In this day and age, the healthcare industry is increasingly reliant on technology. Almost all registrations, including health care, are following suit. In the near future, we may use blockchain to trade health data. Since then, IT solutions have been used by various healthcare industries. There are GP/pharmacy/lab information systems as well as GP information systems. All of them are HIS (HISs). The usage of HIS may improve the quality and efficiency of patient care. Delivering high-quality treatment and securing compensation is dependent on a well-operating Health Information System (HIS). The gathering of trustworthy data on population health, system performance, and population health is promoted by an effective health information system.

Background

Today, a growing number of health information management are being utilized by a range of health care organizations to help their operations. Health information systems research work is sparse, and no comprehensive review of the present status of HISs has yet been described. HIS data is difficult to understand and classify in continuation over this. This article examines and Health information systems from a variety of perspectives. Desktop computers used to do the task, but nowadays mobile phones and central computer servers are increasingly common. Each HIS has its own set of characteristics due to the wide variety of healthcare settings and HIS implementation strategies. Health Information Systems Health information systems used to just track medical history, but now they do much more. All of HIS's qualities are critical to its performance. In addition to clinical notes and medication management, HIS also manages electronic health records (EHR). Creating, utilizing, and maintaining these HISs is a challenge. Many studies have shown problems that are similar to those seen in HISs. HISs have been studied extensively, but it's not clear to whom and in what areas they may aid. The goal of this research is to use an SLR to evaluate HISs. For the time being, we'll focus on mapping stakeholders, domains, deployments, features, and issues (obstacles). All of these issues have come up in previous assessments. In order to locate remedies, these evaluators looked at the papers. However, no current research study has been able to identify and quantify all of the challenges. Stakeholder concerns may be better understood via a literature study. Both academics and practitioners might benefit from the findings. It's possible for practitioners to recognize issues and incorporate them into the system. This work may be improved by researchers focusing on the issues. Kitchenham et al. used the same approach for software engineering as well. As a result, we focused on a subset of HISs rather than the whole system. . (Kitchenham, 2019)

Current Hypothesis

According to Kitchenham, data from 136 original studies was utilized to assess the current state of HISs. Hospital information systems (HIS) and related subjects such as diagnostics and surgery were covered in a number of papers. Health information systems (HISs) are anticipated to have an effect on the extent of stakeholder categories and qualities reported. Usage issues appears to be the only healthcare sector-specific subcategory among many of the obstacles.

Methodology:

All of the HISs in the world, as well as their features, stakeholders, and characteristics as well as barriers are listed in a systematic literature review.

1.1 Features

We used Kitchenham et al. [22]'s software engineering ideas from Cochrane Collaboration.

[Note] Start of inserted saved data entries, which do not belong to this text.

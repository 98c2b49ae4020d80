/*!
 * cothread demo
 *
 * Exercises the scheduling core end to end:
 * - Worker pool running a batch of closures
 * - Process runner time-slicing a few counters, with pause and resume
 * - Task runner executing one-shot tasks in order
 */

use anyhow::{Context, Result};
use cothread::{
    init_tracing, CapabilityMask, Process, ProcessEntry, ProcessStep, SchedulerContext,
    TaskFailure,
};
use std::sync::atomic::{AtomicU64, Ordering};
use std::sync::Arc;
use std::time::Duration;
use tracing::info;

/// Counts slices until it reaches `target`
struct Counter {
    progress: Arc<AtomicU64>,
    target: u64,
}

impl Process for Counter {
    fn run(&mut self, _slice: Duration) -> ProcessStep {
        let done = self.progress.fetch_add(1, Ordering::Relaxed) + 1;
        if done >= self.target {
            ProcessStep::Succeeded
        } else {
            ProcessStep::Continue
        }
    }
}

fn main() -> Result<()> {
    init_tracing();
    info!("cothread demo starting");

    let context = SchedulerContext::from_env().context("building scheduler context")?;

    // Worker pool
    let total = Arc::new(AtomicU64::new(0));
    let completions = (1..=8u64)
        .map(|n| {
            let total = Arc::clone(&total);
            context.pool().submit_fn(move || {
                total.fetch_add(n, Ordering::Relaxed);
                if n == 8 {
                    return Err(TaskFailure::new(8, "eight is unlucky"));
                }
                Ok(0)
            })
        })
        .collect::<Result<Vec<_>, _>>()
        .context("submitting pool tasks")?;
    let failures = completions
        .iter()
        .filter(|c| c.wait_for_result() && c.has_error())
        .count();
    info!(sum = total.load(Ordering::Relaxed), failures, stats = ?context.pool().stats(), "Pool batch done");

    // Process runner
    let runner = context
        .processes()
        .create_runner("counters")
        .context("creating runner")?;
    context.processes().start_runners()?;

    let progress = Arc::new(AtomicU64::new(0));
    let pid = context.processes().queue(
        ProcessEntry::new(
            "slow",
            Counter {
                progress: Arc::clone(&progress),
                target: 200,
            },
        )
        .with_mask(CapabilityMask::bit(0))
        .with_child(ProcessEntry::new(
            "follow-up",
            Counter {
                progress: Arc::new(AtomicU64::new(0)),
                target: 10,
            },
        )),
    )?;

    std::thread::sleep(Duration::from_millis(5));
    context.processes().pause(pid)?;
    runner.wait_until_idle(Duration::from_secs(1));
    let paused_at = progress.load(Ordering::Relaxed);
    context.processes().resume(pid)?;
    runner.wait_until_idle(Duration::from_secs(5));
    info!(paused_at, final_progress = progress.load(Ordering::Relaxed), stats = ?runner.stats(), "Process runner idle");

    // Task runner
    let tasks = context.spawn_task_runner("oneshots")?;
    let handles = (0..3)
        .map(|i| tasks.queue(cothread::FnTask::new(move || Ok(i)).with_name(format!("job-{}", i))))
        .collect::<Result<Vec<_>, _>>()?;
    for handle in &handles {
        handle.wait_for_result();
    }
    info!(statuses = ?handles.iter().map(|h| h.status()).collect::<Vec<_>>(), "Task runner done");
    tasks.shutdown()?;

    let clean = context.shutdown();
    info!(clean, "cothread demo finished");
    Ok(())
}
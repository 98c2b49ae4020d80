/*!
 * Control Messages
 * Mailbox vocabulary of the cooperative runners
 */

use crate::core::id::Pid;
use crate::core::types::NameHash;
use crate::process::ProcessEntry;
use crate::task::Job;
use std::fmt;

/// Message posted to a process runner
pub enum ControlMessage {
    QueueEntity(ProcessEntry),
    PauseByPid(Pid),
    PauseByName(NameHash),
    ResumeByPid(Pid),
    ResumeByName(NameHash),
    TerminateByPid(Pid),
    TerminateByName(NameHash),
    TerminateAll,
    StopRunner,
}

impl ControlMessage {
    /// # Performance
    /// Hot path - used as a log field for every applied message
    #[inline(always)]
    pub const fn kind(&self) -> &'static str {
        match self {
            Self::QueueEntity(_) => "queue_entity",
            Self::PauseByPid(_) => "pause_by_pid",
            Self::PauseByName(_) => "pause_by_name",
            Self::ResumeByPid(_) => "resume_by_pid",
            Self::ResumeByName(_) => "resume_by_name",
            Self::TerminateByPid(_) => "terminate_by_pid",
            Self::TerminateByName(_) => "terminate_by_name",
            Self::TerminateAll => "terminate_all",
            Self::StopRunner => "stop_runner",
        }
    }
}

impl fmt::Debug for ControlMessage {
    fn fmt(&self, f: &mut fmt::Formatter<'_>) -> fmt::Result {
        match self {
            Self::QueueEntity(entry) => write!(f, "QueueEntity({})", entry.pid()),
            Self::PauseByPid(pid) | Self::ResumeByPid(pid) | Self::TerminateByPid(pid) => {
                write!(f, "{}({})", self.kind(), pid)
            }
            Self::PauseByName(hash) | Self::ResumeByName(hash) | Self::TerminateByName(hash) => {
                write!(f, "{}({:#010x})", self.kind(), hash)
            }
            Self::TerminateAll | Self::StopRunner => f.write_str(self.kind()),
        }
    }
}

/// Message posted to a task runner
#[derive(Debug)]
pub enum TaskMessage {
    QueueTask(Job),
    StopRunner,
}
/*!
 * Inline String
 * Short names stored without heap allocation
 */

use serde::{Deserialize, Deserializer, Serialize, Serializer};
use smartstring::alias::String as SmartString;
use std::fmt;

/// Inline-optimized string used for runner names, entity names and error details
///
/// # Performance
///
/// - **Short names** (≤23 bytes): stored inline, zero allocation
/// - **Longer names**: heap allocated like a regular `String`
///
/// Most runner and process names ("io", "physics", "loader-3") fit inline,
/// so cloning them into log fields and error values is free.
#[derive(Clone, Debug, PartialEq, Eq, Hash, PartialOrd, Ord)]
#[repr(transparent)]
pub struct InlineString {
    inner: SmartString,
}

impl InlineString {
    #[inline]
    pub fn new() -> Self {
        Self {
            inner: SmartString::new(),
        }
    }

    #[inline(always)]
    pub fn as_str(&self) -> &str {
        self.inner.as_str()
    }

    /// Check if string is stored inline (no heap allocation)
    #[inline]
    pub fn is_inline(&self) -> bool {
        self.inner.is_inline()
    }

    #[inline(always)]
    pub fn len(&self) -> usize {
        self.inner.len()
    }

    #[inline(always)]
    pub fn is_empty(&self) -> bool {
        self.inner.is_empty()
    }
}

impl Default for InlineString {
    #[inline]
    fn default() -> Self {
        Self::new()
    }
}

impl From<&str> for InlineString {
    #[inline]
    fn from(s: &str) -> Self {
        Self {
            inner: SmartString::from(s),
        }
    }
}

impl From<String> for InlineString {
    #[inline]
    fn from(s: String) -> Self {
        Self {
            inner: SmartString::from(s),
        }
    }
}

impl From<&String> for InlineString {
    #[inline]
    fn from(s: &String) -> Self {
        Self::from(s.as_str())
    }
}

impl From<InlineString> for String {
    #[inline]
    fn from(s: InlineString) -> Self {
        s.inner.into()
    }
}

impl AsRef<str> for InlineString {
    #[inline(always)]
    fn as_ref(&self) -> &str {
        self.as_str()
    }
}

impl std::ops::Deref for InlineString {
    type Target = str;

    #[inline(always)]
    fn deref(&self) -> &Self::Target {
        self.as_str()
    }
}

impl std::borrow::Borrow<str> for InlineString {
    #[inline(always)]
    fn borrow(&self) -> &str {
        self.as_str()
    }
}

impl fmt::Display for InlineString {
    fn fmt(&self, f: &mut fmt::Formatter<'_>) -> fmt::Result {
        f.write_str(self.as_str())
    }
}

impl PartialEq<str> for InlineString {
    fn eq(&self, other: &str) -> bool {
        self.as_str() == other
    }
}

impl PartialEq<&str> for InlineString {
    fn eq(&self, other: &&str) -> bool {
        self.as_str() == *other
    }
}

impl Serialize for InlineString {
    fn serialize<S>(&self, serializer: S) -> Result<S::Ok, S::Error>
    where
        S: Serializer,
    {
        serializer.serialize_str(self.as_str())
    }
}

impl<'de> Deserialize<'de> for InlineString {
    fn deserialize<D>(deserializer: D) -> Result<Self, D::Error>
    where
        D: Deserializer<'de>,
    {
        let s = String::deserialize(deserializer)?;
        Ok(Self::from(s))
    }
}
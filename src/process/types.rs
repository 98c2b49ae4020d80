/*!
 * Process Types
 * Lifecycle state and per-slice outcomes of cooperatively scheduled processes
 */

use serde::{Deserialize, Serialize};
use std::fmt;

/// Process lifecycle state
#[derive(Debug, Clone, Copy, PartialEq, Eq, Hash, Serialize, Deserialize)]
#[serde(rename_all = "snake_case")]
pub enum ProcessStatus {
    /// Created, not yet adopted by a runner
    NotStarted,
    /// Receives a time slice every round
    Running,
    /// Skipped by rounds until resumed
    Paused,
    /// Stopped from outside; never scheduled again
    Terminated,
    /// Finished its work
    Succeeded,
    /// Gave up, or panicked inside a slice
    Failed,
}

impl ProcessStatus {
    /// Running or paused
    #[inline]
    pub fn is_alive(self) -> bool {
        matches!(self, ProcessStatus::Running | ProcessStatus::Paused)
    }

    /// Reached a state it can never leave
    #[inline]
    pub fn is_terminal(self) -> bool {
        matches!(
            self,
            ProcessStatus::Terminated | ProcessStatus::Succeeded | ProcessStatus::Failed
        )
    }
}

impl fmt::Display for ProcessStatus {
    fn fmt(&self, f: &mut fmt::Formatter<'_>) -> fmt::Result {
        let s = match self {
            ProcessStatus::NotStarted => "not_started",
            ProcessStatus::Running => "running",
            ProcessStatus::Paused => "paused",
            ProcessStatus::Terminated => "terminated",
            ProcessStatus::Succeeded => "succeeded",
            ProcessStatus::Failed => "failed",
        };
        f.write_str(s)
    }
}

/// What a process reports at the end of one time slice
#[derive(Debug, Clone, Copy, PartialEq, Eq)]
pub enum ProcessStep {
    /// More work left; schedule again next round
    Continue,
    Succeeded,
    Failed,
}

#[cfg(test)]
mod tests {
    use super::*;

    #[test]
    fn test_status_classes() {
        assert!(ProcessStatus::Paused.is_alive());
        assert!(!ProcessStatus::NotStarted.is_alive());
        assert!(ProcessStatus::Failed.is_terminal());
        assert!(!ProcessStatus::Running.is_terminal());
    }

    #[test]
    fn test_status_serializes_snake_case() {
        let json = serde_json::to_string(&ProcessStatus::NotStarted).unwrap();
        assert_eq!(json, "\"not_started\"");
    }
}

As seen in Fig. 1, We iterated till we found a good search string. Included and excluded studies were determined. Quality evaluation weeded out low-quality research. Fourth, we created a data extraction form (healthcare domains, stakeholders).

Fig. 1

 

1.2 Stakeholders

We identified 41 unique stakeholders based on HIS usage (Table 6). The largest group of HIS users, physicians and nurses were among the stakeholders. These are the people who are affected yet do not utilize the system. A total of 45 articles referred to IT professionals. Since papers focused on system users, patients were seldom studied in healthcare. Study participants included both direct and indirect users and IT experts. (Charters, 2018)

Table 6 The number of publications in which each of the 136 key stakeholders is referenced.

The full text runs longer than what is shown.